In the timing control integrated circuit of a liquid crystal display device, A pseudo data enable signal generator which receives an external data enable signal and a clock signal and generates a pseudo data enable signal in a blank period; A logic unit configured to calculate and output an external data enable signal and a pseudo data enable signal output from the pseudo data enable signal generator; A sink D mode unit configured to receive a sink signal and generate a second data enable signal; A multi-selection unit for selecting and outputting a first data enable signal output from the logic unit and a second enable signal of the sync de-mode mode unit according to a mode selection signal; And a DC mode unit configured to receive an output signal of the multiple selection unit and generate and output a control signal for driving the liquid crystal display device.
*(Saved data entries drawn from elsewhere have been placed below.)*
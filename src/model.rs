//! Journal data model.
//!
//! Field names serialize in camelCase so that the remote document and the
//! preference-store blob share one layout.

use std::collections::BTreeMap;

use chrono::{DateTime, NaiveDate, Utc};
use serde::{Deserialize, Serialize};

/// Maximum number of tags the registry holds.
pub const MAX_TAGS: usize = 10;

/// Calendar-date format used for bucket keys.
pub const DATE_FORMAT: &str = "%Y-%m-%d";

/// A journaled dream.
#[derive(Debug, Clone, PartialEq, Serialize, Deserialize)]
#[serde(rename_all = "camelCase")]
pub struct Entry {
    pub id: String,
    pub date: NaiveDate,
    pub title: String,
    #[serde(default, skip_serializing_if = "Option::is_none")]
    pub description: Option<String>,
    #[serde(default)]
    pub tags: Vec<String>,
    pub created_at: DateTime<Utc>,
    #[serde(default, skip_serializing_if = "Option::is_none")]
    pub updated_at: Option<DateTime<Utc>>,
    #[serde(default)]
    pub is_lucid: bool,
    #[serde(default)]
    pub is_nightmare: bool,
    #[serde(default, skip_serializing_if = "Option::is_none")]
    pub audio_path: Option<String>,
}

impl Entry {
    /// The instant this entry last changed: `updatedAt`, or `createdAt` when
    /// it was never edited.
    pub fn last_modified(&self) -> DateTime<Utc> {
        self.updated_at.unwrap_or(self.created_at)
    }

    /// Apply a partial update and refresh `updatedAt`.
    ///
    /// `updatedAt` never moves before `createdAt`, even if the local clock
    /// runs behind the clock that created the entry.
    pub(crate) fn apply(&mut self, patch: EntryPatch, date: Option<NaiveDate>, now: DateTime<Utc>) {
        if let Some(date) = date {
            self.date = date;
        }
        if let Some(title) = patch.title {
            self.title = title.trim().to_string();
        }
        if let Some(description) = patch.description {
            self.description = Some(description);
        }
        if let Some(tags) = patch.tags {
            self.tags = tags;
        }
        if let Some(is_lucid) = patch.is_lucid {
            self.is_lucid = is_lucid;
        }
        if let Some(is_nightmare) = patch.is_nightmare {
            self.is_nightmare = is_nightmare;
        }
        if let Some(audio_path) = patch.audio_path {
            self.audio_path = Some(audio_path);
        }
        self.updated_at = Some(now.max(self.created_at));
    }
}

/// Caller-supplied fields for a new entry. `id` and `createdAt` are generated.
#[derive(Debug, Clone, Default, PartialEq, Serialize, Deserialize)]
#[serde(rename_all = "camelCase")]
pub struct NewEntry {
    /// Calendar date as `YYYY-MM-DD`.
    pub date: String,
    pub title: String,
    #[serde(default)]
    pub description: Option<String>,
    #[serde(default)]
    pub tags: Vec<String>,
    #[serde(default)]
    pub is_lucid: bool,
    #[serde(default)]
    pub is_nightmare: bool,
    #[serde(default)]
    pub audio_path: Option<String>,
}

impl NewEntry {
    pub fn new(date: impl Into<String>, title: impl Into<String>) -> Self {
        Self {
            date: date.into(),
            title: title.into(),
            ..Default::default()
        }
    }
}

/// Partial update. `None` leaves the field untouched.
#[derive(Debug, Clone, Default, PartialEq, Serialize, Deserialize)]
#[serde(rename_all = "camelCase")]
pub struct EntryPatch {
    /// New calendar date as `YYYY-MM-DD`; moves the entry to another bucket.
    pub date: Option<String>,
    pub title: Option<String>,
    pub description: Option<String>,
    pub tags: Option<Vec<String>>,
    pub is_lucid: Option<bool>,
    pub is_nightmare: Option<bool>,
    pub audio_path: Option<String>,
}

impl EntryPatch {
    pub fn is_empty(&self) -> bool {
        *self == Self::default()
    }
}

/// Entries grouped by calendar date. A key is never present with an empty list.
pub type EntriesByDate = BTreeMap<NaiveDate, Vec<Entry>>;

/// Group a flat list of entries into date buckets, keeping input order
/// within each bucket.
pub fn group_by_date<I>(entries: I) -> EntriesByDate
where
    I: IntoIterator<Item = Entry>,
{
    let mut map = EntriesByDate::new();
    for entry in entries {
        map.entry(entry.date).or_default().push(entry);
    }
    map
}

/// Flatten buckets into one list, newest `createdAt` first.
pub fn flatten_newest_first(map: &EntriesByDate) -> Vec<Entry> {
    let mut all: Vec<Entry> = map.values().flatten().cloned().collect();
    all.sort_by(|a, b| b.created_at.cmp(&a.created_at));
    all
}

pub fn parse_date(value: &str) -> Option<NaiveDate> {
    NaiveDate::parse_from_str(value.trim(), DATE_FORMAT).ok()
}

#[derive(Debug, Clone, Copy, PartialEq, Eq, Hash, Serialize, Deserialize, Default)]
#[serde(rename_all = "lowercase")]
pub enum TagCategory {
    #[default]
    Regular,
    Lucid,
    Nightmare,
}

impl TagCategory {
    pub fn as_str(&self) -> &'static str {
        match self {
            TagCategory::Regular => "regular",
            TagCategory::Lucid => "lucid",
            TagCategory::Nightmare => "nightmare",
        }
    }

    pub fn parse(value: &str) -> Option<Self> {
        match value.trim().to_ascii_lowercase().as_str() {
            "regular" => Some(TagCategory::Regular),
            "lucid" => Some(TagCategory::Lucid),
            "nightmare" => Some(TagCategory::Nightmare),
            _ => None,
        }
    }
}

impl std::fmt::Display for TagCategory {
    fn fmt(&self, f: &mut std::fmt::Formatter<'_>) -> std::fmt::Result {
        f.write_str(self.as_str())
    }
}

#[derive(Debug, Clone, PartialEq, Eq, Serialize, Deserialize)]
pub struct Tag {
    pub id: String,
    pub name: String,
    #[serde(rename = "type")]
    pub category: TagCategory,
}

#[derive(Debug, Clone, PartialEq, Eq, Serialize, Deserialize)]
#[serde(rename_all = "camelCase")]
pub struct UserProfile {
    pub name: String,
    pub email: String,
    pub dark_mode: bool,
}

impl Default for UserProfile {
    fn default() -> Self {
        Self {
            name: String::new(),
            email: String::new(),
            dark_mode: true,
        }
    }
}

/// Derived counters, computed on demand and never persisted.
#[derive(Debug, Clone, Copy, PartialEq, Eq, Default, Serialize)]
#[serde(rename_all = "camelCase")]
pub struct DreamStatistics {
    pub total_dreams: usize,
    pub good_dreams: usize,
    pub bad_dreams: usize,
    pub lucid_dreams: usize,
    pub streak_days: usize,
}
The method of claim 1, The similar data enable signal generator, A counter for receiving a clock signal and a data enable signal and counting the clock signal and the data enable signal; A first multiplexer for outputting a pulse signal when the clock signal input to the counter reaches 160 clocks; A second multiplexer for outputting a pulse signal when a clock signal input to the counter reaches 672 clocks; An AND gate receiving the inverted pulse signal of the second multiplexer and clearing the counter; And a flip-flop for receiving the output of the first multiplexer as a clock terminal and the inverting output of the second multiplexer as a reset terminal to generate a similar data enable signal. Necessary control signal generator.